Pancreatic ductal adenocarcinoma (PDAC) is the most common primary pancreatic neoplasm (Figure 1) and remains one of the most lethal malignancies, with survival strongly dependent on early detection and appropriate treatment strategies. Imaging plays a central role across all stages of patient management, from diagnosis and staging to the assessment of response to neoadjuvant therapy and post‑surgical surveillance.

Figure 1
Approximately 65% of pancreatic adenocarcinomas are located within the head, 15% in the body and 10% in the tail. The remaining 10% are multifocal or diffuse. Tumors of the head often manifest earlier due to obstructive jaundice (with the characteristic “double duct sign”, as illustrated in our example). In contrast, tumors of the body and tail tend to be diagnosed at later stages and they are associated with a worse prognosis.

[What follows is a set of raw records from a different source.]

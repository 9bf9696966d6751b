//! Sandbox domain: operations, request gateway, HTTP API

pub mod api;
pub mod gateway;
pub mod operations;

pub use gateway::{outward_error, RequestGateway};
pub use operations::{SandboxOperation, DEFAULT_AURA_USERNAME, SCHEMA_QUERY};

// Re-export API types
pub use api::routes;
pub use api::SandboxState;
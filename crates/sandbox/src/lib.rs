//! Sandgate Sandbox API client
//!
//! Provides resilient access to the sandbox provisioning API:
//! - `SandboxBackend` trait with a reqwest implementation and a programmable mock
//! - Failure classification into retryable and terminal classes
//! - A retrying executor with exponential, jittered backoff

pub mod classify;
pub mod client;
pub mod retry;

#[cfg(any(test, feature = "test-support"))]
pub mod mock;

use serde_json::Value;
use thiserror::Error;

pub use classify::{classify, ClassifiedFailure, FailureClass};
pub use client::{HttpSandboxBackend, SandboxClientConfig};
pub use reqwest::Method;
pub use retry::{BackendFailure, ResilientExecutor};

/// Raw failure of a single backend call, before classification
#[derive(Error, Debug, Clone, PartialEq)]
pub enum CallFailure {
    /// Timeout, DNS, refused connection, TLS failure
    #[error("Sandbox API request failed: {0}")]
    Connection(String),

    #[error("Sandbox API error ({status}): {message}")]
    Status { status: u16, message: String },

    #[error("Sandbox API response could not be parsed: {0}")]
    Malformed(String),

    #[error("Unexpected error calling Sandbox API: {0}")]
    Unexpected(String),
}

#[derive(Error, Debug)]
pub enum SandboxError {
    #[error("Sandbox client configuration error: {0}")]
    Configuration(String),
}

/// One HTTP request against the sandbox API.
///
/// `path` holds raw segments; the client percent-encodes each one.
#[derive(Debug, Clone, PartialEq)]
pub struct BackendCall {
    pub method: Method,
    pub path: Vec<String>,
    pub query: Vec<(String, String)>,
    pub body: Option<Value>,
}

impl BackendCall {
    pub fn get<I, S>(segments: I) -> Self
    where
        I: IntoIterator<Item = S>,
        S: Into<String>,
    {
        Self::new(Method::GET, segments)
    }

    pub fn post<I, S>(segments: I) -> Self
    where
        I: IntoIterator<Item = S>,
        S: Into<String>,
    {
        Self::new(Method::POST, segments)
    }

    fn new<I, S>(method: Method, segments: I) -> Self
    where
        I: IntoIterator<Item = S>,
        S: Into<String>,
    {
        Self {
            method,
            path: segments.into_iter().map(Into::into).collect(),
            query: Vec::new(),
            body: None,
        }
    }

    pub fn query(mut self, key: &str, value: impl Into<String>) -> Self {
        self.query.push((key.to_string(), value.into()));
        self
    }

    pub fn json(mut self, body: Value) -> Self {
        self.body = Some(body);
        self
    }

    /// Path as it appears in logs, e.g. `/SandboxBackup/result/42`
    pub fn display_path(&self) -> String {
        format!("/{}", self.path.join("/"))
    }
}

/// Transport seam to the sandbox API.
///
/// `credential` is sent verbatim as the `Authorization` header value.
/// `Ok(None)` means the backend accepted the call without a body (202/204).
#[async_trait::async_trait]
pub trait SandboxBackend: Send + Sync {
    async fn call(&self, credential: &str, call: &BackendCall)
        -> Result<Option<Value>, CallFailure>;
}
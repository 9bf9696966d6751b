//! Request gateway: authenticated identity + operation → backend result
//!
//! Owns no retry or auth logic. It forwards the identity's credential through
//! `ResilientExecutor` and maps whatever failure surfaces to an outward error.

use std::sync::Arc;

use axum::http::StatusCode;
use serde_json::Value;

use sandgate_auth::Identity;
use sandgate_common::{Error, Result};
use sandgate_sandbox::{BackendFailure, FailureClass, ResilientExecutor, SandboxBackend};

use crate::operations::SandboxOperation;

#[derive(Clone)]
pub struct RequestGateway {
    backend: Arc<dyn SandboxBackend>,
    executor: ResilientExecutor,
}

impl RequestGateway {
    pub fn new(backend: Arc<dyn SandboxBackend>) -> Self {
        Self {
            backend,
            executor: ResilientExecutor::new(),
        }
    }

    pub async fn dispatch(&self, identity: &Identity, operation: SandboxOperation) -> Result<Value> {
        let call = operation.to_call();
        let credential = identity.credential();

        tracing::info!(
            operation = operation.name(),
            identity = ?identity.kind(),
            subject = ?identity.subject(),
            write = operation.is_write(),
            "Dispatching sandbox operation"
        );

        let result = self
            .executor
            .execute(operation.name(), |_attempt| self.backend.call(credential, &call))
            .await;

        match result {
            Ok(body) => Ok(operation.shape(body)),
            Err(failure) => Err(outward_error(failure)),
        }
    }
}

/// Outward error for a failure surfaced by the executor.
///
/// | class | status |
/// |---|---|
/// | `ClientFault` | backend status, else 500 |
/// | `Transient` / `RateLimited` / `ServerFault` | backend status, else 503 |
/// | `Unclassified` | 500 |
///
/// Only client faults echo the backend's message; everything else is generic.
pub fn outward_error(failure: BackendFailure) -> Error {
    let status_or = |fallback: StatusCode| {
        failure
            .status
            .and_then(|code| StatusCode::from_u16(code).ok())
            .unwrap_or(fallback)
    };

    match failure.class {
        FailureClass::ClientFault => Error::Upstream {
            status: status_or(StatusCode::INTERNAL_SERVER_ERROR),
            message: failure
                .message
                .clone()
                .filter(|message| !message.trim().is_empty())
                .unwrap_or_else(|| "Sandbox API rejected the request".to_string()),
        },
        FailureClass::Transient | FailureClass::RateLimited | FailureClass::ServerFault => {
            Error::Upstream {
                status: status_or(StatusCode::SERVICE_UNAVAILABLE),
                message: "Sandbox API is unavailable, try again later".to_string(),
            }
        }
        FailureClass::Unclassified => Error::Internal(failure.to_string()),
    }
}
//! Signed-token validation parameters

use sandgate_common::config::normalize_domain;
use sandgate_common::Config;

/// Expected audience and issuer for signed tokens
#[derive(Debug, Clone, PartialEq, Eq)]
pub struct AuthConfig {
    pub audience: String,
    pub issuer: String,
}

impl AuthConfig {
    /// Build from a tenant domain; the issuer becomes `https://{domain}/`.
    pub fn new(domain: &str, audience: impl Into<String>) -> Self {
        Self {
            audience: audience.into(),
            issuer: format!("https://{}/", normalize_domain(domain)),
        }
    }
}

impl From<&Config> for AuthConfig {
    fn from(config: &Config) -> Self {
        Self {
            audience: config.auth0_audience.clone(),
            issuer: config.issuer(),
        }
    }
}
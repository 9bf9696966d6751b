//! Credential handling through the full router
//!
//! Opaque keys and signed tokens are forwarded to the Sandbox API unchanged;
//! every rejection is a generic 401 that never reaches the backend.

use axum::http::StatusCode;
use serde_json::json;
use wiremock::matchers::{header, method, path};
use wiremock::{Mock, ResponseTemplate};

use sandgate_auth::testutil;

use crate::common::{bearer, TestGateway, API_KEY_HEADER};

async fn mount_list(gateway: &TestGateway, authorization: &str) {
    Mock::given(method("GET"))
        .and(path("/SandboxGetRunningInstancesForUser"))
        .and(header("authorization", authorization))
        .respond_with(ResponseTemplate::new(200).set_body_json(json!([{"sandboxHashKey": "abc"}])))
        .expect(1)
        .mount(&gateway.backend)
        .await;
}

#[test_log::test(tokio::test)]
async fn test_opaque_key_is_forwarded_with_marker() {
    let gateway = TestGateway::new().await;
    mount_list(&gateway, "ApiKey sk-integration").await;

    let (status, body) = gateway.get("/list-sandboxes", Some(API_KEY_HEADER)).await;
    assert_eq!(status, StatusCode::OK);
    assert_eq!(body, json!({"sandboxes": [{"sandboxHashKey": "abc"}]}));
}

#[test_log::test(tokio::test)]
async fn test_signed_token_is_forwarded_raw() {
    let gateway = TestGateway::new().await;
    let token = testutil::sign_rs256(&testutil::valid_claims());
    mount_list(&gateway, &token).await;

    let (status, _) = gateway.get("/list-sandboxes", Some(&bearer(&token))).await;
    assert_eq!(status, StatusCode::OK);
}

#[test_log::test(tokio::test)]
async fn test_rejected_credentials_are_generic_401() {
    let gateway = TestGateway::new().await;

    let mut expired = testutil::valid_claims();
    expired["exp"] = json!(testutil::now() - 60);
    let mut wrong_audience = testutil::valid_claims();
    wrong_audience["aud"] = json!("https://someone-else.example.com/");

    let headers = vec![
        None,
        Some("Basic dXNlcjpwYXNz".to_string()),
        Some(bearer(&testutil::encrypted_token())),
        Some(bearer(&testutil::sign_rs256(&expired))),
        Some(bearer(&testutil::sign_rs256(&wrong_audience))),
        Some(bearer(&testutil::sign_rs256_with_untrusted_key(
            &testutil::valid_claims(),
        ))),
        Some(bearer(&testutil::sign_hs256(
            &testutil::valid_claims(),
            testutil::TEST_HMAC_SECRET,
        ))),
        Some(bearer("not-a-token")),
    ];

    for authorization in headers {
        let (status, body) = gateway.get("/list-sandboxes", authorization.as_deref()).await;
        assert_eq!(status, StatusCode::UNAUTHORIZED, "{:?}", authorization);
        assert_eq!(
            body,
            json!({"error": {"code": "UNAUTHORIZED", "message": "Unauthorized"}}),
            "{:?}",
            authorization
        );
    }

    assert!(gateway.backend_requests().await.is_empty());
}

#[test_log::test(tokio::test)]
async fn test_health_needs_no_credentials() {
    let gateway = TestGateway::new().await;
    let response = gateway.get("/health", None).await;
    assert_eq!(response.0, StatusCode::OK);
}
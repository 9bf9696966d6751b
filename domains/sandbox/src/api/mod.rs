//! API layer for the Sandbox domain
//!
//! Contains HTTP handlers, routes, and domain state definition.

pub mod handlers;
pub mod middleware;
pub mod routes;

pub use middleware::SandboxState;
pub use routes::routes;
//! Authentication errors

use axum::{
    http::StatusCode,
    response::{IntoResponse, Response},
    Json,
};
use serde_json::json;
use thiserror::Error;

/// Rejection of an inbound credential.
///
/// Variants exist for logging and for tests. Every variant maps to the
/// same 401 response so callers cannot tell which check failed.
#[derive(Debug, Clone, PartialEq, Eq, Error)]
pub enum AuthError {
    #[error("authorization header missing or not a Bearer credential")]
    MalformedHeader,

    #[error("token is encrypted (dir/A256GCM) and cannot be validated offline; request a token for the configured audience")]
    UnsupportedEncryptedToken,

    #[error("token signing algorithm is not supported")]
    UnsupportedAlgorithm,

    #[error("signed token failed validation")]
    InvalidSignedToken,

    #[error("unauthorized")]
    Unauthorized,
}

impl AuthError {
    /// Stable identifier for log fields
    pub fn kind(&self) -> &'static str {
        match self {
            AuthError::MalformedHeader => "malformed_header",
            AuthError::UnsupportedEncryptedToken => "unsupported_encrypted_token",
            AuthError::UnsupportedAlgorithm => "unsupported_algorithm",
            AuthError::InvalidSignedToken => "invalid_signed_token",
            AuthError::Unauthorized => "unauthorized",
        }
    }
}

impl IntoResponse for AuthError {
    fn into_response(self) -> Response {
        tracing::debug!(reason = self.kind(), "Rejecting request with 401");

        let body = Json(json!({
            "error": {
                "code": "UNAUTHORIZED",
                "message": "Unauthorized",
            }
        }));

        (StatusCode::UNAUTHORIZED, body).into_response()
    }
}

/// Failure to obtain a verification key from the trust authority.
///
/// Fatal at startup: the service must not serve traffic without a key.
#[derive(Debug, Error)]
pub enum KeySourceError {
    #[error("key set endpoint unreachable: {0}")]
    Unreachable(String),

    #[error("key set endpoint returned HTTP {status}")]
    Http { status: u16 },

    #[error("key set document is malformed: {0}")]
    Malformed(String),

    #[error("key set contains no keys")]
    EmptyKeySet,

    #[error("first key in set is not a usable RSA signing key: {0}")]
    UnsupportedKey(String),
}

Contrast‑enhanced computed tomography (CT) is the principal imaging modality due to its high sensitivity for tumor detection and vascular assessment (Figure 2), while magnetic resonance imaging (MRI) is particularly useful for hepatic staging and problem‑solving in equivocal cases. Endoscopic ultrasound (EUS) complements cross‑sectional imaging by providing histological sampling with high diagnostic sensitivity.

Figure 2
Vascular assessment to define resectability status at diagnosis.
For disease staging, imaging is essential to define tumor resectability, usually classified as resectable, borderline resectable, locally advanced, or metastatic, according to vascular involvement, adjacent organ invasion, and distant spread. However, conventional imaging remains limited for lymph node assessment. In addition, an exclusive focus on anatomic criteria may overlook biological factors that are increasingly recognized as key for prognosis and treatment planning. In this setting, structured reporting has been recommended to provide standardized communication and support multidisciplinary management.
Evaluating treatment response after neoadjuvant therapy remains a major challenge. Tumor size alone is not a reliable marker due to persistent fibrotic stroma and the impossibility for differentiating post‑treatment fibrosis from viable tumor tissue, making biochemical markers and stability of disease on imaging the main indicators for resectability. Advanced modalities, including diffusion‑weighted MRI, positron emission tomography (PET), and emerging molecular imaging techniques, show promising results but require further validation.
Following surgical resection, surveillance strategies are still debated, although regular imaging and tumor marker follow‑up appear to improve early recurrence detection and patient outcomes.
In conclusion, imaging is crucial in the management of PDAC; however, important limitations persist in staging, assessing treatment response, and establishing standardized follow‑up protocols. Future integration of advanced imaging techniques and artificial intelligence may enhance diagnostic accuracy, guide personalized treatment decisions, and ultimately improve patient survival.
Competing Interests
The authors have no competing interests to declare.